“I came to think that maybe God was what you believed in because you needed to feel you weren’t alone. Maybe God was simply that part of yourself that was always there and always strong, even when you were not.”
“God, I felt certain, did not mind that I didn’t press my hands together to pray. I was casual, but I was sincere. I knew that God existed as the Correct Answer inside my chest.”
“Nothing made sense to me anymore. I knew I was young, I knew I was small. But I was worried that I might already be ruined.”

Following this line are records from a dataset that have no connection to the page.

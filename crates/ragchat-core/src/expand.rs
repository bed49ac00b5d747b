//! Query expansion.
//!
//! Asks the generation provider for alternative phrasings of a question so
//! the retriever can search with several wordings of the same intent. The
//! original query is always the first variant. Expansion failure is never
//! fatal: the expander falls back to the original query alone.

use std::sync::Arc;

use tracing::{debug, warn};

use crate::error::RagError;
use crate::generation::GenerationProvider;
use crate::models::ChatMessage;

const EXPANSION_SYSTEM_PROMPT: &str = "You rewrite customer questions so they can be used \
to search a company knowledge base. You only ever output the rewritten questions.";

/// Produces query variants through one generation call.
///
/// Holds no per-call state, so one expander can serve concurrent retrievals.
#[derive(Clone)]
pub struct QueryExpander {
    generator: Arc<dyn GenerationProvider>,
}

impl QueryExpander {
    pub fn new(generator: Arc<dyn GenerationProvider>) -> Self {
        Self { generator }
    }

    /// Return `query` followed by up to `count` alternative phrasings.
    ///
    /// The result is never empty and its first element is always `query`.
    /// If the provider fails, the result is `[query]`. The provider is
    /// called through [`GenerationProvider::generate_once`], so a timeout
    /// falls back after one attempt.
    pub async fn expand(&self, query: &str, count: usize) -> Vec<String> {
        if count == 0 {
            return vec![query.to_string()];
        }

        let messages = [
            ChatMessage::system(EXPANSION_SYSTEM_PROMPT),
            ChatMessage::user(expansion_prompt(query, count)),
        ];

        match self.generator.generate_once(&messages).await {
            Ok(raw) => {
                let variants = build_variants(query, &raw, count);
                debug!(
                    query,
                    variants = variants.len() - 1,
                    "query expanded"
                );
                variants
            }
            Err(e) => {
                let err = RagError::ExpansionFailure(format!("{:#}", e));
                warn!(error = %err, "falling back to the original query");
                vec![query.to_string()]
            }
        }
    }
}

/// Instruction asking for `count` rephrasings, one per line.
pub fn expansion_prompt(query: &str, count: usize) -> String {
    format!(
        "Generate {count} different versions of the question below. Each version must keep \
the same meaning but use different words, so that together they find more relevant documents.\n\
Write exactly one question per line. Do not number the lines and do not add any other text.\n\n\
Original question: {query}"
    )
}

/// Parse a model response into variants: the original first, then up to
/// `count` cleaned, non-empty alternatives.
pub fn build_variants(query: &str, raw: &str, count: usize) -> Vec<String> {
    let mut variants = vec![query.to_string()];
    let original = query.trim().to_lowercase();

    for line in raw.lines() {
        if variants.len() > count {
            break;
        }
        let cleaned = strip_list_marker(line.trim());
        if cleaned.is_empty() || cleaned.to_lowercase() == original {
            continue;
        }
        variants.push(cleaned.to_string());
    }
    variants
}

/// Remove a leading `1.`, `2)`, `-`, `*`, or `•` marker. A marker must be
/// followed by whitespace, so `3.5 inch screens?` is left alone.
fn strip_list_marker(line: &str) -> &str {
    let without_digits = line.trim_start_matches(|c: char| c.is_ascii_digit());
    let rest = if without_digits.len() < line.len() {
        without_digits
            .strip_prefix('.')
            .or_else(|| without_digits.strip_prefix(')'))
    } else {
        line.strip_prefix(|c: char| matches!(c, '-' | '*' | '•'))
    };
    match rest {
        Some(rest) if rest.is_empty() || rest.starts_with(char::is_whitespace) => rest.trim(),
        _ => line,
    }
}

#[cfg(test)]
mod tests {
    use super::*;
    use async_trait::async_trait;
    use std::sync::atomic::{AtomicUsize, Ordering};

    struct CannedGenerator {
        reply: Option<String>,
        calls: AtomicUsize,
    }

    impl CannedGenerator {
        fn ok(reply: &str) -> Self {
            Self {
                reply: Some(reply.to_string()),
                calls: AtomicUsize::new(0),
            }
        }

        fn failing() -> Self {
            Self {
                reply: None,
                calls: AtomicUsize::new(0),
            }
        }
    }

    #[async_trait]
    impl GenerationProvider for CannedGenerator {
        fn model_name(&self) -> &str {
            "canned"
        }
        async fn generate(&self, _messages: &[ChatMessage]) -> anyhow::Result<String> {
            self.calls.fetch_add(1, Ordering::SeqCst);
            match &self.reply {
                Some(r) => Ok(r.clone()),
                None => anyhow::bail!("connection refused"),
            }
        }
    }

    #[tokio::test]
    async fn test_original_query_first() {
        let generator = Arc::new(CannedGenerator::ok("How do refunds work?\nCan I get my money back?"));
        let expander = QueryExpander::new(generator);
        let variants = expander.expand("What is the refund policy?", 3).await;
        assert_eq!(
            variants,
            vec![
                "What is the refund policy?",
                "How do refunds work?",
                "Can I get my money back?"
            ]
        );
    }

    #[tokio::test]
    async fn test_failure_falls_back_to_query() {
        let generator = Arc::new(CannedGenerator::failing());
        let expander = QueryExpander::new(generator.clone());
        let variants = expander.expand("pricing", 3).await;
        assert_eq!(variants, vec!["pricing"]);
        assert_eq!(generator.calls.load(Ordering::SeqCst), 1);
    }

    /// Succeeds only when retried; a single attempt always fails.
    struct RetryOnlyGenerator {
        retried_calls: AtomicUsize,
    }

    #[async_trait]
    impl GenerationProvider for RetryOnlyGenerator {
        fn model_name(&self) -> &str {
            "retry-only"
        }
        async fn generate(&self, _messages: &[ChatMessage]) -> anyhow::Result<String> {
            self.retried_calls.fetch_add(1, Ordering::SeqCst);
            Ok("How do refunds work?".to_string())
        }
        async fn generate_once(&self, _messages: &[ChatMessage]) -> anyhow::Result<String> {
            anyhow::bail!("request timed out")
        }
    }

    #[tokio::test]
    async fn test_expansion_does_not_retry() {
        let generator = Arc::new(RetryOnlyGenerator {
            retried_calls: AtomicUsize::new(0),
        });
        let expander = QueryExpander::new(generator.clone());
        assert_eq!(expander.expand("refund", 3).await, vec!["refund"]);
        assert_eq!(generator.retried_calls.load(Ordering::SeqCst), 0);
    }

    #[tokio::test]
    async fn test_zero_count_skips_generation() {
        let generator = Arc::new(CannedGenerator::ok("unused"));
        let expander = QueryExpander::new(generator.clone());
        assert_eq!(expander.expand("pricing", 0).await, vec!["pricing"]);
        assert_eq!(generator.calls.load(Ordering::SeqCst), 0);
    }

    #[tokio::test]
    async fn test_empty_reply_yields_query_only() {
        let expander = QueryExpander::new(Arc::new(CannedGenerator::ok("  \n\n ")));
        assert_eq!(expander.expand("pricing", 3).await, vec!["pricing"]);
    }

    #[test]
    fn test_extra_lines_truncated() {
        let raw = "a\nb\nc\nd\ne";
        assert_eq!(build_variants("q", raw, 3), vec!["q", "a", "b", "c"]);
    }

    #[test]
    fn test_blank_lines_and_whitespace_dropped() {
        let raw = "\n   first  \n\n\tsecond\n";
        assert_eq!(build_variants("q", raw, 3), vec!["q", "first", "second"]);
    }

    #[test]
    fn test_list_markers_stripped() {
        let raw = "1. first\n2) second\n- third\n* fourth";
        assert_eq!(
            build_variants("q", raw, 4),
            vec!["q", "first", "second", "third", "fourth"]
        );
    }

    #[test]
    fn test_echoed_original_skipped() {
        let raw = "What is the refund policy?\nrefund rules";
        assert_eq!(
            build_variants("What is the refund policy?", raw, 3),
            vec!["What is the refund policy?", "refund rules"]
        );
    }

    #[test]
    fn test_number_without_marker_kept() {
        assert_eq!(strip_list_marker("24/7 support hours?"), "24/7 support hours?");
    }

    #[test]
    fn test_leading_decimal_is_not_a_marker() {
        assert_eq!(strip_list_marker("3.5 inch screens?"), "3.5 inch screens?");
        assert_eq!(strip_list_marker("2)fast shipping"), "2)fast shipping");
        assert_eq!(strip_list_marker("-20% discount codes?"), "-20% discount codes?");
        assert_eq!(strip_list_marker("3. 5 inch screens?"), "5 inch screens?");
    }

    #[test]
    fn test_prompt_mentions_count_and_query() {
        let prompt = expansion_prompt("refunds", 3);
        assert!(prompt.contains("Generate 3 different versions"));
        assert!(prompt.ends_with("Original question: refunds"));
    }
}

“I knew I had an ugly life. I knew I was lonely and I was scared. I thought something might be wrong with my father, wrong in the worst possible way. I believed he might contain a pathology of the mind--an emptiness--a knocking hollow where his soul should have been. But I also knew that one day, I would grow up. One day, I would be twenty, or thirty, or forty, even fifty and sixty and seventy and eighty and maybe even one hundred years old. And all those years were mine, they belonged to nobody but me. So even if I was unhappy now, it could all change tomorrow. Maybe I didn't even need to jump off the cliff to experience that kind of freedom. Maybe the fact that I knew such a freedom existed in the world meant that I could someday find it.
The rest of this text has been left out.